Le pape Innocent XII, intéressé par cette œuvre de prosélytisme, crée un poste d'évêque coadjuteur à Strasbourg. Les pressions conjointes du roi de France et du pape, ainsi que les largesses d'Anne de Rohan-Chabot, mère de Gaston, finissent par convaincre les chanoines : candidat unique au poste, il est élu à l'unanimité, puis devient évêque à trente ans à la mort de Guillaume-Egon de Fürstenberg.

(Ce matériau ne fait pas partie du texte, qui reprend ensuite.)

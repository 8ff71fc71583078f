// SPDX-License-Identifier: MIT
// Copyright 2026 Roland Dreier <roland@kernel.org>

//! Data models for the application.

pub mod activity;
pub mod credentials;

pub use activity::ActivityRecord;
pub use credentials::{CredentialBundle, TokenRefreshResponse};
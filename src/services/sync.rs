// SPDX-License-Identifier: MIT
// Copyright 2026 Roland Dreier <roland@rolandd.dev>

//! One sync run, end to end.
//!
//! Handles the core workflow:
//! 1. Open the blob store, resolving the connection string afresh
//! 2. Read the credential bundle from the secrets blob
//! 3. Refresh the Strava access token
//! 4. Fetch the club activity feed
//! 5. Read the stored records, merge, and write them back
//!    (or, in snapshot mode, overwrite with the raw feed)
//!
//! A failing HTTP status from Strava ends the run with a log line and no
//! write. Everything else (storage, malformed JSON, transport) is returned
//! as an error.

use crate::config::{Config, SyncMode};
use crate::error::{AppError, Result};
use crate::models::{ActivityRecord, CredentialBundle};
use crate::services::blob::{BlobStore, StoreProvider};
use crate::services::merge::merge_records;
use crate::services::strava::StravaClient;
use crate::time_utils::format_ingestion_timestamp;
use chrono::{DateTime, Utc};
use serde_json::Value;
use std::sync::Arc;
use tokio::sync::Mutex;

/// Blob locations and feed selection for a run.
#[derive(Debug, Clone)]
pub struct SyncSettings {
    pub secrets_container: String,
    pub secrets_blob: String,
    pub records_container: String,
    pub records_blob: String,
    pub club_id: u64,
    pub mode: SyncMode,
}

impl From<&Config> for SyncSettings {
    fn from(config: &Config) -> Self {
        Self {
            secrets_container: config.secrets_container.clone(),
            secrets_blob: config.secrets_blob.clone(),
            records_container: config.records_container.clone(),
            records_blob: config.records_blob.clone(),
            club_id: config.strava_club_id,
            mode: config.sync_mode,
        }
    }
}

/// How a run ended.
#[derive(Debug, Clone, PartialEq, Eq)]
pub enum RunOutcome {
    /// Records merged and written.
    Completed {
        fetched: usize,
        inserted: usize,
        total: usize,
    },
    /// Feed written as a timestamped snapshot.
    Snapshot { fetched: usize },
    /// Token endpoint returned a failing status; nothing fetched or written.
    TokenRefreshFailed,
    /// Feed endpoint returned a failing status; nothing written.
    FeedFetchFailed,
    /// Another run was still in progress.
    Skipped,
}

/// The scheduled job.
pub struct SyncJob {
    stores: Arc<dyn StoreProvider>,
    strava: StravaClient,
    settings: SyncSettings,
    run_lock: Mutex<()>,
}

impl SyncJob {
    pub fn new(
        stores: Arc<dyn StoreProvider>,
        strava: StravaClient,
        settings: SyncSettings,
    ) -> Self {
        Self {
            stores,
            strava,
            settings,
            run_lock: Mutex::new(()),
        }
    }

    /// Run once and log the result. Used by the scheduler.
    pub async fn run_logged(&self) {
        match self.run_once().await {
            Ok(RunOutcome::Skipped) => {}
            Ok(outcome) => tracing::debug!(?outcome, "Sync run finished"),
            Err(e) => tracing::error!(error = %e, "Sync run failed"),
        }
    }

    /// Run once using the current time for ingestion timestamps.
    pub async fn run_once(&self) -> Result<RunOutcome> {
        self.run_at(Utc::now()).await
    }

    /// Run once, stamping new records with `now`.
    pub async fn run_at(&self, now: DateTime<Utc>) -> Result<RunOutcome> {
        let Ok(_guard) = self.run_lock.try_lock() else {
            tracing::warn!("Previous sync run still in progress, skipping this tick");
            return Ok(RunOutcome::Skipped);
        };

        tracing::info!(club_id = self.settings.club_id, mode = ?self.settings.mode, "Sync run started");

        let store = self.stores.open().await?;
        let credentials = self.load_credentials(store.as_ref()).await?;

        let token = match self.strava.refresh_token(&credentials).await {
            Ok(token) => token,
            Err(e) if e.is_upstream_status() => {
                tracing::error!(error = %e, "Failed to get access token from Strava");
                if e.is_strava_unauthorized() {
                    tracing::warn!("Refresh token rejected; the secrets document may need a new one");
                }
                return Ok(RunOutcome::TokenRefreshFailed);
            }
            Err(e) => return Err(e),
        };
        if token.rotated_refresh_token(&credentials.refresh_token) {
            tracing::warn!(
                expires_at = ?token.expires_at,
                "Strava rotated the refresh token; the secrets document still holds the old one"
            );
        }

        let feed = match self
            .strava
            .list_club_activities(&token.access_token, self.settings.club_id)
            .await
        {
            Ok(feed) => feed,
            Err(e) if e.is_upstream_status() => {
                tracing::error!(error = %e, "Failed to get club activities from Strava");
                return Ok(RunOutcome::FeedFetchFailed);
            }
            Err(e) => return Err(e),
        };
        tracing::info!(count = feed.len(), "Fetched club activities");

        let ingested_at = format_ingestion_timestamp(now);

        match self.settings.mode {
            SyncMode::Merge => self.merge_and_store(store.as_ref(), feed, &ingested_at).await,
            SyncMode::Snapshot => self.store_snapshot(store.as_ref(), feed, &ingested_at).await,
        }
    }

    async fn load_credentials(&self, store: &dyn BlobStore) -> Result<CredentialBundle> {
        let raw = store
            .get(&self.settings.secrets_container, &self.settings.secrets_blob)
            .await?
            .ok_or_else(|| {
                AppError::MissingCredential(format!(
                    "Secrets document {}/{} not found",
                    self.settings.secrets_container, self.settings.secrets_blob
                ))
            })?;

        Ok(serde_json::from_slice(&raw)?)
    }

    async fn merge_and_store(
        &self,
        store: &dyn BlobStore,
        feed: Vec<ActivityRecord>,
        ingested_at: &str,
    ) -> Result<RunOutcome> {
        let existing = match store
            .get(&self.settings.records_container, &self.settings.records_blob)
            .await?
        {
            Some(raw) => parse_records_document(&raw)?,
            None => {
                tracing::info!("No records document yet, starting a new collection");
                Vec::new()
            }
        };

        let fetched = feed.len();
        let outcome = merge_records(feed, existing, ingested_at);
        let total = outcome.records.len();

        let body = serde_json::to_vec(&outcome.records)?;
        store
            .put(&self.settings.records_container, &self.settings.records_blob, body)
            .await?;

        tracing::info!(fetched, inserted = outcome.inserted, total, "Records merged and stored");

        Ok(RunOutcome::Completed {
            fetched,
            inserted: outcome.inserted,
            total,
        })
    }

    async fn store_snapshot(
        &self,
        store: &dyn BlobStore,
        feed: Vec<ActivityRecord>,
        ingested_at: &str,
    ) -> Result<RunOutcome> {
        let fetched = feed.len();

        let mut document = Vec::with_capacity(fetched + 1);
        document.push(serde_json::json!({ "timestamp": ingested_at }));
        for record in feed {
            document.push(serde_json::to_value(record)?);
        }

        let body = serde_json::to_vec(&Value::Array(document))?;
        store
            .put(&self.settings.records_container, &self.settings.records_blob, body)
            .await?;

        tracing::info!(fetched, "Club activity snapshot stored");
        Ok(RunOutcome::Snapshot { fetched })
    }
}

/// Parse a stored records document.
///
/// A document last written in snapshot mode starts with a
/// `{"timestamp": ...}` header object. That header is dropped so merge mode
/// can take over the document; every other entry must be an activity record.
fn parse_records_document(raw: &[u8]) -> Result<Vec<ActivityRecord>> {
    let entries: Vec<Value> = serde_json::from_slice(raw)?;
    let mut records = Vec::with_capacity(entries.len());

    for entry in entries {
        if is_snapshot_header(&entry) {
            tracing::warn!(header = %entry, "Dropping snapshot header from records document");
            continue;
        }
        records.push(serde_json::from_value(entry)?);
    }

    Ok(records)
}

fn is_snapshot_header(entry: &Value) -> bool {
    entry
        .as_object()
        .is_some_and(|obj| obj.len() == 1 && obj.get("timestamp").is_some_and(Value::is_string))
}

La tâche qui l'attend alors est immense. Le culte catholique n'est en effet rétabli à la cathédrale que depuis 1681, en remplacement du culte luthérien, établi à la suite d'une décision municipale de 1529. Il s'appuiera donc sur les Jésuites, arrivés dans la ville dès 1683, pour former une nouvelle génération de prêtres destinée à remplacer les pasteurs protestants formés dans les universités allemandes. Il s'attachera également à sa mission de franciser une population dont l'administration royale dénonce « la langue, les mœurs, les coutumes allemandes et républicaines. »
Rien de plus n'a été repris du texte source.